A Variable Rate Car Loan, on the other hand means that your interest rate will typically fluctuate based on the rise and fall of the prime rate. This means that even when you enter into a car loan contract with a certain interest rate, this rate could be subject to change at any time.
This can be both a good and a bad thing, depending on the current prime rate. For example, if you have a relatively low rate when your car loan term begins, this rate may increase in the event the prime bank rate rises. However, as you can probably imagine when the rate decreases, your car loan rate will also go down.
If you have bad credit, and you want to take advantage of the current low interest rate, this can be a good thing for you and your ongoing monthly car payments. However, the downside of course being, if the rates goes up so does yours and you can then expect to be paying more.
Another overall positive take on this can be that with bad credit, it might be nice to sometimes be afforded the opportunity to pay slightly less in interest, especially when you already are prepared to take a higher rate from the start.
What length of term is best?
While car loan terms can range in duration, some can be as high as 84 months or 7 years. While a longer car loan term may mean you are paying less amount each month versus a term of nearly half that – it can also mean you are paying a lot more interest over time. In fact interest rates may be higher on longer loans, so this is also something you will want to watch out for. A longer car loan term does actually in many cases prolong the debt – even increasing it, as interest charges only continue to add up.
For individuals with bad credit, it may actually be best to look at car loan terms that range from 30 to 60 months instead. This method will also allow you to focus on purchasing a vehicle that is more affordable for you. With longer terms, we may think we can buy a more expensive car because we are paying over an extended period of time – however again this can lead to more debt down the line.
Therefore, by choosing a more affordable vehicle from the beginning, you can also look to carry a shorter car loan term while still being able to keep on top of the payments. By paying the vehicle off even sooner – this can also free up your finances a lot earlier on as well.

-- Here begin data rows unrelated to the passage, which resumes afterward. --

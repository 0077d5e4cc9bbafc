//! PageFx Core - currency registry, rate caching, and in-page conversion.
//!
//! This crate holds the conversion logic. It is storage-agnostic and defines
//! the [`fx::KeyValueStoreTrait`] seam implemented by the `storage-sqlite`
//! crate; rates come from any `pagefx_market_data::RateProvider`.

pub mod constants;
pub mod content;
pub mod converter;
pub mod errors;
pub mod fx;
pub mod settings;

pub use content::{ContentNode, ElementNode, OtherNode, TextNode};
pub use converter::{validate_conversion, PageConverter};
pub use fx::{CurrencyDescriptor, FxError, KeyValueStoreTrait, RateCacheGateway, RateSnapshot};
pub use settings::{ConverterSettings, ConverterSettingsUpdate};

// Re-export error types
pub use errors::Error;
pub use errors::Result;
use chrono::NaiveDate;
use pagefx_market_data::LatestRates;
use rust_decimal::Decimal;
use serde::{Deserialize, Serialize};
use std::collections::HashMap;

use super::fx_errors::FxError;

/// Display data for one currency of the registry.
#[derive(Serialize, Deserialize, Debug, Clone, PartialEq, Eq)]
#[serde(rename_all = "camelCase")]
pub struct CurrencyDescriptor {
    pub code: String,
    pub name: String,
    /// Native symbol as it appears in page text, e.g. "R" for ZAR.
    pub symbol: String,
    pub decimal_digits: u32,
}

/// An immutable, timestamped set of rates fetched together.
///
/// Serialized with the field names of the stored cache entry:
/// `{"base", "date", "rates", "timestamp"}` where `timestamp` is epoch millis.
#[derive(Serialize, Deserialize, Debug, Clone, PartialEq)]
pub struct RateSnapshot {
    pub base: String,
    pub date: NaiveDate,
    pub rates: HashMap<String, Decimal>,
    #[serde(rename = "timestamp")]
    pub fetched_at_ms: i64,
}

impl RateSnapshot {
    /// Wraps provider rates with the time they were fetched.
    pub fn from_latest(latest: LatestRates, fetched_at_ms: i64) -> Self {
        Self {
            base: latest.base,
            date: latest.date,
            rates: latest.rates,
            fetched_at_ms,
        }
    }

    pub fn rate(&self, code: &str) -> Option<Decimal> {
        self.rates.get(code).copied()
    }

    /// Returns the rate for `code`, treating a zero rate as missing.
    pub fn require_rate(&self, code: &str) -> Result<Decimal, FxError> {
        match self.rate(code) {
            Some(rate) if !rate.is_zero() => Ok(rate),
            _ => Err(FxError::UnsupportedCurrencyCode(format!(
                "No rates available for currency code {}",
                code
            ))),
        }
    }

    /// Implied rate from `source` to `target` through the common base.
    pub fn cross_rate(&self, source: &str, target: &str) -> Result<Decimal, FxError> {
        let source_rate = self.require_rate(source)?;
        let target_rate = self.require_rate(target)?;
        target_rate
            .checked_div(source_rate)
            .ok_or_else(|| FxError::InvalidAmount(format!("{}/{} cross rate overflow", source, target)))
    }

    /// Converts `amount` of `source` into `target`.
    ///
    /// Multiplies before dividing so a round trip through the same snapshot
    /// keeps as many significant digits as possible.
    pub fn convert(&self, amount: Decimal, source: &str, target: &str) -> Result<Decimal, FxError> {
        let source_rate = self.require_rate(source)?;
        let target_rate = self.require_rate(target)?;
        amount
            .checked_mul(target_rate)
            .and_then(|scaled| scaled.checked_div(source_rate))
            .ok_or_else(|| {
                FxError::InvalidAmount(format!("{} {} is out of range", amount, source))
            })
    }
}
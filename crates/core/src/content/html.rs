//! HTML adapter built on `scraper`.
//!
//! Parses markup into a [`ContentNode`] tree and renders a tree back to
//! markup, so a page can be converted without a browser DOM.

use scraper::{ElementRef, Html, Node};

use super::content_model::{ContentNode, ElementNode, OtherNode, TextNode};

/// Kind of the synthetic root returned by [`parse_document`].
pub const DOCUMENT_KIND: &str = "#document";
/// Kind of the synthetic root returned by [`parse_fragment`].
pub const FRAGMENT_KIND: &str = "#fragment";

const VOID_ELEMENTS: &[&str] = &[
    "area", "base", "br", "col", "embed", "hr", "img", "input", "link", "meta", "source",
    "track", "wbr",
];

const RAW_TEXT_ELEMENTS: &[&str] = &["script", "style"];

/// Parses a complete page, doctype included.
pub fn parse_document(html: &str) -> ContentNode {
    let document = Html::parse_document(html);
    let children = document
        .tree
        .root()
        .children()
        .filter_map(|child| convert_node(child.value(), ElementRef::wrap(child)))
        .collect();

    ContentNode::Element(ElementNode {
        kind: DOCUMENT_KIND.to_string(),
        attributes: Vec::new(),
        children,
    })
}

/// Parses a snippet of body content.
pub fn parse_fragment(html: &str) -> ContentNode {
    let fragment = Html::parse_fragment(html);
    // The parser wraps fragment content in a synthetic <html> element.
    let children = convert_children(fragment.root_element());

    ContentNode::Element(ElementNode {
        kind: FRAGMENT_KIND.to_string(),
        attributes: Vec::new(),
        children,
    })
}

fn convert_children(element: ElementRef<'_>) -> Vec<ContentNode> {
    element
        .children()
        .filter_map(|child| convert_node(child.value(), ElementRef::wrap(child)))
        .collect()
}

fn convert_node(node: &Node, element: Option<ElementRef<'_>>) -> Option<ContentNode> {
    match node {
        Node::Text(text) => Some(ContentNode::Text(TextNode {
            data: String::from(&**text),
        })),
        Node::Element(value) => {
            let element = element?;
            Some(ContentNode::Element(ElementNode {
                kind: value.name().to_string(),
                attributes: value
                    .attrs()
                    .map(|(name, val)| (name.to_string(), val.to_string()))
                    .collect(),
                children: convert_children(element),
            }))
        }
        Node::Comment(comment) => Some(ContentNode::Other(OtherNode {
            kind: OtherNode::COMMENT.to_string(),
            data: String::from(&**comment),
        })),
        Node::Doctype(doctype) => Some(ContentNode::Other(OtherNode {
            kind: OtherNode::DOCTYPE.to_string(),
            data: doctype.name().to_string(),
        })),
        _ => None,
    }
}

impl ContentNode {
    /// Serializes the tree back to markup.
    pub fn to_html(&self) -> String {
        let mut out = String::new();
        render(self, &mut out, false);
        out
    }
}

fn render(node: &ContentNode, out: &mut String, raw_text: bool) {
    match node {
        ContentNode::Text(text) => {
            if raw_text {
                out.push_str(&text.data);
            } else {
                escape_into(&text.data, false, out);
            }
        }
        ContentNode::Element(element) => {
            if element.kind.starts_with('#') {
                for child in &element.children {
                    render(child, out, raw_text);
                }
                return;
            }

            out.push('<');
            out.push_str(&element.kind);
            for (name, value) in &element.attributes {
                out.push(' ');
                out.push_str(name);
                out.push_str("=\"");
                escape_into(value, true, out);
                out.push('"');
            }
            out.push('>');

            let kind = element.kind.to_ascii_lowercase();
            if VOID_ELEMENTS.contains(&kind.as_str()) {
                return;
            }

            let child_raw = RAW_TEXT_ELEMENTS.contains(&kind.as_str());
            for child in &element.children {
                render(child, out, child_raw);
            }
            out.push_str("</");
            out.push_str(&element.kind);
            out.push('>');
        }
        ContentNode::Other(other) => match other.kind.as_str() {
            OtherNode::COMMENT => {
                out.push_str("<!--");
                out.push_str(&other.data);
                out.push_str("-->");
            }
            OtherNode::DOCTYPE => {
                out.push_str("<!DOCTYPE ");
                out.push_str(&other.data);
                out.push('>');
            }
            _ => {}
        },
    }
}

fn escape_into(text: &str, attribute: bool, out: &mut String) {
    for ch in text.chars() {
        match ch {
            '&' => out.push_str("&amp;"),
            '\u{a0}' => out.push_str("&nbsp;"),
            '"' if attribute => out.push_str("&quot;"),
            '<' if !attribute => out.push_str("&lt;"),
            '>' if !attribute => out.push_str("&gt;"),
            _ => out.push(ch),
        }
    }
}

#[cfg(test)]
mod tests {
    use super::*;

    #[test]
    fn test_fragment_round_trip() {
        let html = r#"<div class="price"><p>From R 8,000 per night</p><!-- note --><br><script>if (a < b) {}</script></div>"#;
        assert_eq!(parse_fragment(html).to_html(), html);
    }

    #[test]
    fn test_fragment_structure() {
        let tree = parse_fragment("<p>Rooms <b>R 100</b></p>");
        let ContentNode::Element(root) = &tree else {
            panic!("fragment root must be an element");
        };
        assert_eq!(root.kind, FRAGMENT_KIND);
        assert_eq!(root.children.len(), 1);
        assert_eq!(tree.text_content(), "Rooms R 100");
    }

    #[test]
    fn test_text_is_escaped_on_render() {
        let tree = parse_fragment("<p>Fish &amp; chips &lt;R 50&gt;</p>");
        assert_eq!(tree.text_content(), "Fish & chips <R 50>");
        assert_eq!(tree.to_html(), "<p>Fish &amp; chips &lt;R 50&gt;</p>");
    }

    #[test]
    fn test_document_keeps_doctype() {
        let tree = parse_document("<!DOCTYPE html><html><head></head><body>R 5</body></html>");
        let html = tree.to_html();
        assert!(html.starts_with("<!DOCTYPE html>"));
        assert!(html.contains("<body>R 5</body>"));
    }
}
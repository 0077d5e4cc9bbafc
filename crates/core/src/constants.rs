/// Storage key holding the cached rate snapshot
pub const RATES_CACHE_KEY: &str = "fixerCurrencyRates";

/// Base currency requested from the provider when none is configured
pub const DEFAULT_BASE_CURRENCY: &str = "ZAR";

/// Seconds a cached rate snapshot stays fresh
pub const DEFAULT_CACHE_TTL_SECONDS: u64 = 300;

/// Fractional digits rendered for converted amounts
pub const DEFAULT_DECIMAL_PLACES: u32 = 0;

/// Element kinds whose content is never rewritten
pub const DEFAULT_EXCLUDED_KINDS: &[&str] = &["script"];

Oh and what about a down payment?
You might also look at making a decent down payment as well, and in the process also lowering the total mount of your loan over time. Planning ahead and saving for this payment can also make your overall car loan process run a lot more smoothly too.
In the end, with bad credit you do need to be more conscious of the car loan terms you will be given. However, by watching out for these important car loan details – before you sign on the dotted line – you can avoid more hassle and more expense down the road.